RIYADH: Saudi women will be allowed to drive from the age of 18, a government spokesman said on Thursday, partially allaying speculation they could still face tighter controls than men when finally allowed behind the wheel.
In a royal decree issued on Tuesday, King Salman bin Abdulaziz al Saud ordered an end by next year of the ban on women drivers, a tradition that has limited women’s mobility and been seen by rights activists as an emblem of their suppression.
Saudi Arabia is the only country in the world that bans women from driving.
The decree stipulated that the move must “apply and adhere to the necessary sharia standards”, but did not elaborate, sparking speculation that restrictions might include a higher minimum age or limited hours of the day.
The king ordered a ministerial committee to report within 30 days on how to implement the new policy by June 24, 2018.

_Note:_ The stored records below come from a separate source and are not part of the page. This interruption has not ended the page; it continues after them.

use crate::module::{probe, PlatformModule};
use crate::resolver::FieldResolver;
use async_trait::async_trait;
use chrono::Utc;
use ethereum_types::{Address, U256};
use mintpilot_core::{
    abi, error::Result, traits::ChainClient, ContractSnapshot, FeeModel, PlatformTag,
    TokenStandard,
};

/// Drop baseado em condições de claim registradas no próprio contrato
///
/// O preço vem do registro da condição ativa, buscado em dois passos:
/// primeiro o id via `getActiveClaimConditionId()`, depois a struct via
/// `getClaimConditionById(uint256)`. Condição ausente ou malformada é
/// tratada como venda inativa, nunca como erro.
pub struct ClaimConditionDropPlatform;

impl ClaimConditionDropPlatform {
    pub fn new() -> Self {
        Self
    }
}

impl Default for ClaimConditionDropPlatform {
    fn default() -> Self {
        Self::new()
    }
}

/// Layout da struct de condição retornada por valor:
/// (startTimestamp, maxClaimableSupply, supplyClaimed,
///  quantityLimitPerWallet, merkleRoot, pricePerToken, ...)
#[derive(Debug, Default, Clone, Copy)]
struct ClaimCondition {
    start: U256,
    max_claimable: U256,
    claimed: U256,
    per_wallet: U256,
    price: U256,
}

async fn active_condition(client: &dyn ChainClient, address: Address) -> Option<ClaimCondition> {
    let id_data = abi::encode_call0("getActiveClaimConditionId()");
    let id = abi::decode_uint(&client.read(address, id_data).await.ok()?).ok()?;

    let cond_data = abi::encode_call_uint("getClaimConditionById(uint256)", id);
    let out = client.read(address, cond_data).await.ok()?;
    Some(ClaimCondition {
        start: abi::decode_uint_at(&out, 0).ok()?,
        max_claimable: abi::decode_uint_at(&out, 1).ok()?,
        claimed: abi::decode_uint_at(&out, 2).ok()?,
        per_wallet: abi::decode_uint_at(&out, 3).ok()?,
        price: abi::decode_uint_at(&out, 5).ok()?,
    })
}

#[async_trait]
impl PlatformModule for ClaimConditionDropPlatform {
    fn name(&self) -> &'static str {
        "claim-condition-drop"
    }

    fn tag(&self) -> PlatformTag {
        PlatformTag::ClaimConditionDrop
    }

    async fn detect(&self, client: &dyn ChainClient, address: Address) -> bool {
        probe(client, address, "getActiveClaimConditionId()").await
    }

    async fn analyze(
        &self,
        client: &dyn ChainClient,
        address: Address,
        chain_id: u64,
    ) -> Result<ContractSnapshot> {
        let condition = active_condition(client, address).await;

        let now = U256::from(Utc::now().timestamp().max(0) as u64);
        let (price, is_active, max_supply, total_supply_cond, per_wallet) = match condition {
            Some(cond) => {
                let open = cond.start <= now
                    && (cond.max_claimable.is_zero() || cond.claimed < cond.max_claimable);
                (
                    cond.price,
                    open,
                    (!cond.max_claimable.is_zero()).then_some(cond.max_claimable),
                    Some(cond.claimed),
                    (!cond.per_wallet.is_zero()).then_some(cond.per_wallet),
                )
            }
            // Sem condição ativa não há como comprar
            None => (U256::zero(), false, None, None, None),
        };

        let resolver = FieldResolver::new(client, address);
        let (name, total_supply_token) = tokio::join!(
            resolver.string_opt("name()"),
            resolver.uint_opt("totalSupply()"),
        );

        Ok(ContractSnapshot {
            address,
            chain_id,
            platform: PlatformTag::ClaimConditionDrop,
            token_standard: TokenStandard::Erc721,
            mint_function_signature: "claim(uint256)".to_string(),
            mint_price_per_token: price,
            protocol_fee: Default::default(),
            creator_fee: Default::default(),
            fee_model: FeeModel::Flat,
            is_active,
            name,
            total_supply: total_supply_token.or(total_supply_cond),
            max_supply,
            max_per_wallet: per_wallet,
            router_address: None,
        })
    }
}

Asked on al Arabiya TV about the minimum age for Saudi women, Interior Ministry spokesman Mansour al Turki said: “Eighteen years is the age at which a person can obtain a driver’s licence and drive a car in the kingdom.”
United Nations human rights experts praised the ban’s removal as a major step towards women’s autonomy and independence, but urged the kingdom to do more to ensure gender equality.
“We now encourage the government to repeal all remaining discriminatory laws,” two experts who report to the UN Human Rights Council said in a joint statement.